Portugal voltou esta quarta-feira aos mercados, conseguindo taxas de juro mais baixas do que no último leilão comparável. A Agência de Gestão e Tesouraria da Dívida Pública (IGCP) conseguiu colocar 292 milhões de euros em bilhetes do Tesouro a três meses a -0,61% e 958 milhões de euros a onze meses com uma taxa de -0,555%.
No último leilão com maturidades semelhantes, realizado a junho do ano passado, o país havia registado taxas de -0,592% a três meses e de -0,55% a onze meses. Assim, verifica-se que estas baixaram na mais recente ida do país aos mercados, acalmando preocupações quanto a uma possível subida das yields soberanas, como se havia verificado no leilão de maturidades mais longas realizado na semana anterior.
“Apesar de termos vindo a assistir, nas últimas semanas, a uma subida do prémio de risco da dívida soberana europeia e, por conseguinte, na dívida nacional, tal movimento ainda não se reflete nas dívidas de curto prazo, onde as taxas ainda permanecem negativas”, realça Filipe Silva, diretor de gestão de ativos do Banco Carregosa.

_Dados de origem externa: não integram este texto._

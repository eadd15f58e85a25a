//! autocue - Bar-aligned cue points for Rekordbox libraries
//!
//! Takes a Rekordbox XML export plus one user-marked drop time per track,
//! and writes a hot cue on the drop with memory cues 16 and 32 bars either
//! side of it.
//!
//! # Architecture
//!
//! The library is organized into several key modules:
//!
//! - `config`: CLI argument parsing, runtime settings, drop-time input
//! - `cues`: Tempo arithmetic, grid snapping and cue validation (pure)
//! - `document`: Cue insertion/removal on a single track record
//! - `rekordbox`: Reading and writing the Rekordbox XML document
//! - `pipeline`: Batch orchestration with per-track outcomes
//! - `export`: JSON batch report
//!
//! # Example
//!
//! ```no_run
//! use autocue::{config::DropPoint, pipeline, rekordbox};
//! use std::path::Path;
//!
//! let document = rekordbox::read_document(Path::new("rekordbox.xml")).expect("Load failed");
//! let drops = [DropPoint::new("101", 60_000.0)];
//! let (document, result) = pipeline::process_batch(document, &drops, &Default::default());
//! let path = rekordbox::export_document(&document, Path::new("output")).expect("Export failed");
//! println!("Added {} cues, wrote {}", result.total_markers_added, path.display());
//! ```

pub mod config;
pub mod cues;
pub mod document;
pub mod error;
pub mod export;
pub mod pipeline;
pub mod rekordbox;
pub mod types;

// Re-export key types at crate root
pub use error::{AutocueError, Result};
pub use pipeline::{BatchOptions, BatchResult, TrackOutcome};
pub use types::{CueColor, CueKind, Document, Marker, MarkerSet, TrackRecord};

Esta descida ocorreu apesar da pressão que tem vindo a causar a inflação, que levou já os bancos centrais de outras economias a subirem taxas de juro ou a sinalizar uma subida desta natureza para breve, algo que não se verifica no bloco da moeda única.
“Apesar de se esperarem no futuro taxas de juro mais elevadas, o mercado continua a acreditar que o movimento deverá ser gradual, sendo que é esse o fator que faz com que ainda não estejamos a ver o mesmo movimento na dívida de curto prazo”, continua Filipe Silva.
Esta descida reflete ainda um movimento que a generalidade dos analistas considera temporário, com as taxas de juro das dívidas europeias a recuarem depois do alívio da tensão geopolítica na Ucrânia. Ainda assim, a tendência subjacente continua a ser de subida, argumenta a análise do banco ING.